Wait until #metoo hit the world!

Because make no mistake, I had tried before. I had tried in both theatre and law, and there was no one listening.

I am a playwright who believes in the power of theatre, believes in it with every fibre of my being. Believes in the strength of storytelling as an agent of change. Believes in audiences and in igniting imaginations so we can step into a character’s lived reality. If I am being truly honest when I ask myself: “what do I want out of theatre?”, the answer would be: I passionately want the same thing I passionately wanted as a human rights lawyer—I want to change the world. I want to work with people who believe in the power of theatre to change the world, and I want to write stories that create conversations that go beyond the theatre.

While not every play is about a human rights issue, each play in its own way relies on empathy and identification with someone else’s vulnerability, or position in a world that is harsh and profoundly unfair. We can do this with humour and intensity, with tragedy, restraint, structure. Our tool box is limitless. Sometimes a play can instinctively land at exactly the right time, and when that happens it is all about collaboration with the people who bring it to life. That collaboration is a joint enterprise that begins by lighting the kindling, before tending the fire that attempts to create something powerful in the world, and then starting a wildfire of discussion that brings together both the audience and creator’s insights which in turn allows a community to ‘see’.  The rest is infectious, has a life of its own, because once you ‘see’, you cannot ‘unsee’.

It is the possibility of playing a part in all this that keeps a playwright’s passion thriving.

This is what we hold onto when the challenge and despair of a writer’s life is all about us. Watching the ideas take hold is so much bigger than just the playwright, and yet it all began with one word on a single page.

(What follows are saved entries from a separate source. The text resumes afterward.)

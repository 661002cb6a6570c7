//! Route definitions for hero reads and mutations.

use axum::routing::{delete, get, post};
use axum::Router;

use crate::handlers::hero;
use crate::state::AppState;

/// ```text
/// GET    /hero/{name}             -> get_heroes
/// GET    /hero/strongest/{stat}   -> strongest
/// POST   /fix                     -> fix_hero
/// DELETE /delete/{name}           -> delete_hero
/// ```
pub fn router() -> Router<AppState> {
    Router::new()
        .route("/hero/{name}", get(hero::get_heroes))
        .route("/hero/strongest/{stat}", get(hero::strongest))
        .route("/fix", post(hero::fix_hero))
        .route("/delete/{name}", delete(hero::delete_hero))
}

I am lucky to exist at a time when women’s stories are finally registering. But I wrote for many years when this was not the case. It was blatantly obvious to a playwright, even throughout the noughties, that to write a female main protagonist in a drama was a massive risk, to write a feminist play was somehow ‘boringly political,’ to write a story that included gendered injustice was ridiculously brave. It was easy to dismiss women’s lived experiences, it was easy to put a woman writer in a box that managed to label some of the funniest, brightest and most brilliant of us as too ‘serious’, too ‘humourless’, too ‘intense’.  A few years ago in my career I panicked because in Australia there were so few women role models who had maintained careers as playwrights. It seemed that television was the place that lapped up their unique perspectives, that invested in women’s humour, their tenderness, talent and courage.

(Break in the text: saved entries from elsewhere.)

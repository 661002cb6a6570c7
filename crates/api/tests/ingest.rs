//! Integration tests for the catalog load pipeline.
//!
//! The catalog is served by a mockito server; rows land in a real database.

mod common;

use assert_matches::assert_matches;
use serde_json::json;
use sqlx::PgPool;
use superheroes_api::ingest::{load_catalog, IngestError, LoadSummary};
use superheroes_db::DbError;
use superheroes_source::{HeroSelector, HeroSourceClient, SourceError};

async fn catalog_server(path: &str, body: serde_json::Value) -> mockito::ServerGuard {
    let mut server = mockito::Server::new_async().await;
    server
        .mock("GET", path)
        .with_status(200)
        .with_header("content-type", "application/json")
        .with_body(body.to_string())
        .create_async()
        .await;
    server
}

#[sqlx::test(migrations = "../../db/migrations")]
async fn load_all_writes_every_table(pool: PgPool) {
    let server = catalog_server("/all.json", common::raw_heroes_json()).await;
    let client = HeroSourceClient::new(server.url());

    let summary = load_catalog(&pool, &client, HeroSelector::All).await.unwrap();

    // Hulk's repeated Avengers entry is skipped.
    assert_eq!(
        summary,
        LoadSummary {
            heroes: 3,
            stats: 3,
            affiliations: 6,
        }
    );
}

#[sqlx::test(migrations = "../../db/migrations")]
async fn load_single_hero_by_id(pool: PgPool) {
    let hero = json!({
        "id": 70,
        "name": "Batman",
        "biography": { "fullName": "Bruce Wayne", "publisher": "DC Comics" },
        "connections": { "groupAffiliation": "" },
        "powerstats": { "intelligence": 100 }
    });
    let server = catalog_server("/id/70.json", hero).await;
    let client = HeroSourceClient::new(server.url());

    let summary = load_catalog(&pool, &client, HeroSelector::ById(70)).await.unwrap();

    // An empty affiliation string still produces one row.
    assert_eq!(summary.affiliations, 1);

    let (affiliation,): (String,) =
        sqlx::query_as("SELECT affiliation FROM hero_affiliation WHERE id = 70")
            .fetch_one(&pool)
            .await
            .unwrap();
    assert_eq!(affiliation, "");
}

#[sqlx::test(migrations = "../../db/migrations")]
async fn second_load_conflicts_on_hero_key(pool: PgPool) {
    let server = catalog_server("/all.json", common::raw_heroes_json()).await;
    let client = HeroSourceClient::new(server.url());

    load_catalog(&pool, &client, HeroSelector::All).await.unwrap();
    let result = load_catalog(&pool, &client, HeroSelector::All).await;

    assert_matches!(
        result,
        Err(IngestError::Db(DbError::Sqlx(sqlx::Error::Database(db_err))))
            if db_err.code().as_deref() == Some("23505")
    );
}

#[sqlx::test(migrations = "../../db/migrations")]
async fn upstream_failure_writes_nothing(pool: PgPool) {
    let mut server = mockito::Server::new_async().await;
    server
        .mock("GET", "/all.json")
        .with_status(500)
        .with_body("boom")
        .create_async()
        .await;
    let client = HeroSourceClient::new(server.url());

    let result = load_catalog(&pool, &client, HeroSelector::All).await;
    assert_matches!(result, Err(IngestError::Source(SourceError::Api { status: 500, .. })));

    let (count,): (i64,) = sqlx::query_as("SELECT COUNT(*) FROM hero")
        .fetch_one(&pool)
        .await
        .unwrap();
    assert_eq!(count, 0);
}
//! Read queries behind the hero and team endpoints.
//!
//! Every query text here is constant (or built only from allow-listed
//! identifiers); request values travel as bound arguments through
//! [`HeroRepo::read`].

use sqlx::postgres::PgArguments;
use sqlx::{Arguments, PgPool};
use superheroes_core::hero::StatColumn;

use crate::models::hero::{HeroRow, StrongestRow, TeamMemberRow, TeamRow};
use crate::repositories::HeroRepo;

/// Default number of heroes returned by the ranking query.
pub const DEFAULT_STRONGEST_LIMIT: i64 = 5;

/// Heroes whose alias matches `$1` as an `ILIKE` pattern, joined with stats
/// and an array of their affiliations.
const HEROES_BY_ALIAS_SQL: &str = "\
    SELECT h.id, h.name, h.alias, h.species, h.first_appearance, h.publisher, \
           hs.id AS stats_id, hs.intelligence, hs.strength, hs.speed, \
           hs.durability, hs.power, hs.combat, \
           ARRAY(SELECT ha.affiliation FROM hero_affiliation ha \
                 WHERE ha.id = h.id ORDER BY ha.affiliation) AS affiliations \
    FROM hero h \
    LEFT JOIN hero_stats hs ON hs.id = h.id \
    WHERE h.alias ILIKE $1 \
    ORDER BY h.id";

/// Aliases of heroes in the affiliation equal to `$1` ignoring case.
const TEAM_MEMBERS_SQL: &str = "\
    SELECT h.alias \
    FROM hero_affiliation ha \
    JOIN hero h ON h.id = ha.id \
    WHERE lower(ha.affiliation) = lower($1) \
    ORDER BY h.id";

/// Affiliations containing `$1` ignoring case, each with its member aliases.
const FUZZY_TEAMS_SQL: &str = "\
    SELECT ha.affiliation AS team, \
           array_agg(h.alias ORDER BY h.id) AS members \
    FROM hero_affiliation ha \
    JOIN hero h ON h.id = ha.id \
    WHERE ha.affiliation ILIKE '%' || $1 || '%' \
    GROUP BY ha.affiliation \
    ORDER BY ha.affiliation";

/// Provides the read-side queries for heroes and teams.
pub struct HeroQueryRepo;

impl HeroQueryRepo {
    /// Heroes whose alias matches `pattern` case-insensitively. `%` and `_`
    /// in the pattern act as `ILIKE` wildcards.
    pub async fn find_by_alias(
        pool: &PgPool,
        pattern: &str,
    ) -> Result<Vec<HeroRow>, sqlx::Error> {
        HeroRepo::read(pool, HEROES_BY_ALIAS_SQL, single_arg(pattern)?).await
    }

    /// Aliases of every member of `team` (exact, case-insensitive match).
    pub async fn team_members(
        pool: &PgPool,
        team: &str,
    ) -> Result<Vec<Option<String>>, sqlx::Error> {
        let rows: Vec<TeamMemberRow> =
            HeroRepo::read(pool, TEAM_MEMBERS_SQL, single_arg(team)?).await?;
        Ok(rows.into_iter().map(|row| row.alias).collect())
    }

    /// Every affiliation containing `name` (case-insensitive), with members.
    pub async fn fuzzy_teams(pool: &PgPool, name: &str) -> Result<Vec<TeamRow>, sqlx::Error> {
        HeroRepo::read(pool, FUZZY_TEAMS_SQL, single_arg(name)?).await
    }

    /// The `limit` heroes with the highest value of `stat`, highest first.
    ///
    /// Heroes without a stats row sort last. Ties are broken by hero id.
    pub async fn strongest(
        pool: &PgPool,
        stat: StatColumn,
        limit: i64,
    ) -> Result<Vec<StrongestRow>, sqlx::Error> {
        let column = stat.as_str();
        let sql = format!(
            "SELECT h.alias, hs.{column} AS value \
             FROM hero h \
             LEFT JOIN hero_stats hs ON hs.id = h.id \
             ORDER BY hs.{column} DESC NULLS LAST, h.id \
             LIMIT $1"
        );
        let mut args = PgArguments::default();
        args.add(limit).map_err(sqlx::Error::Encode)?;
        HeroRepo::read(pool, &sql, args).await
    }
}

fn single_arg(value: &str) -> Result<PgArguments, sqlx::Error> {
    let mut args = PgArguments::default();
    args.add(value.to_string()).map_err(sqlx::Error::Encode)?;
    Ok(args)
}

I looked for women who offered the path through and there were so few.

We must celebrate our voices, our talent and our stories. Because in a world where the legal system can fail us, where gendered violence and discrimination are a constant battle, where the invisible barriers are not called out, where governments of the day are still taking medieval steps in legislating over our bodies, it might be that stories are the tool we can use to reach forward—not only for ourselves, but for our sisters around the globe, for our daughters, for our mothers, for the girls and women of the future.

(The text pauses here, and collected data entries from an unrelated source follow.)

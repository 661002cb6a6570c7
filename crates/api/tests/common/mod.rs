#![allow(dead_code)]

use std::sync::Arc;

use axum::body::Body;
use axum::http::{Method, Request, Response};
use axum::Router;
use http_body_util::BodyExt;
use serde_json::{json, Value};
use sqlx::PgPool;
use superheroes_api::config::ServerConfig;
use superheroes_api::ingest::{self, LoadSummary};
use superheroes_api::router::build_app_router;
use superheroes_api::state::AppState;
use superheroes_core::hero::RawHero;
use tower::ServiceExt;

/// Build a test `ServerConfig` with safe defaults.
///
/// Uses `http://localhost:5173` as CORS origin (matching the dev default)
/// and a 30-second request timeout.
pub fn test_config() -> ServerConfig {
    ServerConfig {
        database_url: String::new(),
        host: "127.0.0.1".to_string(),
        port: 0,
        cors_origins: vec!["http://localhost:5173".to_string()],
        request_timeout_secs: 30,
    }
}

/// Build the full application router, with the production middleware stack,
/// over the given database pool.
pub fn build_test_app(pool: PgPool) -> Router {
    let config = test_config();
    let state = AppState {
        pool,
        config: Arc::new(config.clone()),
    };
    build_app_router(state, &config)
}

/// Three heroes: Spidey (strength 55), Hulk (strength 99) and Robin
/// (strength 10). Hulk lists Avengers twice.
pub fn raw_heroes() -> Vec<RawHero> {
    serde_json::from_value(raw_heroes_json()).expect("valid raw heroes")
}

pub fn raw_heroes_json() -> Value {
    json!([
        {
            "id": 1,
            "name": "Spidey",
            "biography": { "fullName": "Peter Parker" },
            "connections": { "groupAffiliation": "Avengers, Defenders" },
            "powerstats": { "strength": 55 }
        },
        {
            "id": 2,
            "name": "Hulk",
            "biography": {
                "fullName": "Bruce Banner",
                "firstAppearance": "Incredible Hulk #1",
                "publisher": "Marvel Comics"
            },
            "appearance": { "race": "Human / Radiation" },
            "connections": { "groupAffiliation": "Avengers; Defenders; Avengers" },
            "powerstats": { "strength": 99, "durability": 100 }
        },
        {
            "id": 3,
            "name": "Robin",
            "connections": { "groupAffiliation": "Teen Titans, Young Avengers" },
            "powerstats": { "strength": "10", "speed": "null" }
        }
    ])
}

/// Store the fixture heroes through the ingestion pipeline.
pub async fn seed(pool: &PgPool) -> LoadSummary {
    ingest::store_heroes(pool, &raw_heroes())
        .await
        .expect("fixture heroes load")
}

pub async fn get(app: Router, uri: &str) -> Response<Body> {
    send(app, Method::GET, uri, Body::empty()).await
}

pub async fn delete(app: Router, uri: &str) -> Response<Body> {
    send(app, Method::DELETE, uri, Body::empty()).await
}

pub async fn post_json(app: Router, uri: &str, body: Value) -> Response<Body> {
    let request = Request::builder()
        .method(Method::POST)
        .uri(uri)
        .header("content-type", "application/json")
        .body(Body::from(body.to_string()))
        .unwrap();
    app.oneshot(request).await.unwrap()
}

/// POST a raw body, with an optional content type, bypassing JSON encoding.
pub async fn post_raw(
    app: Router,
    uri: &str,
    content_type: Option<&str>,
    body: &str,
) -> Response<Body> {
    let mut builder = Request::builder().method(Method::POST).uri(uri);
    if let Some(content_type) = content_type {
        builder = builder.header("content-type", content_type);
    }
    let request = builder.body(Body::from(body.to_string())).unwrap();
    app.oneshot(request).await.unwrap()
}

async fn send(app: Router, method: Method, uri: &str, body: Body) -> Response<Body> {
    let request = Request::builder()
        .method(method)
        .uri(uri)
        .body(body)
        .unwrap();
    app.oneshot(request).await.unwrap()
}

/// Collect a response body and parse it as JSON.
pub async fn body_json(response: Response<Body>) -> Value {
    let bytes = response.into_body().collect().await.unwrap().to_bytes();
    serde_json::from_slice(&bytes).unwrap()
}
//! Adapters — concrete implementations of the hexagonal port traits.
//!
//! | Adapter       | Implements    | Connects to                 |
//! |---------------|---------------|-----------------------------|
//! | `hardware`    | LightPort     | Parallel-port data register |
//! | `http_source` | StatusSource  | Jenkins JSON API over HTTP  |
//! | `log_sink`    | EventSink     | `log` facade / stderr       |
//! | `time`        | DelayNs       | OS sleep                    |

pub mod hardware;
pub mod http_source;
pub mod log_sink;
pub mod time;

In my own neighbourhood I see my dear friend and colleague Alana Valentine doing just this; in the United Kingdom my beloved Caryl Churchill; and in the USA, my friend Eve Ensler is not only writing her plays, but using their proceeds to build a safe city in the Congo for women raped in wartime.

So I am not alone in thinking plays can change the world. One audience member at a time, one platform at a time, one story at a time, one production at a time, one scene at a time!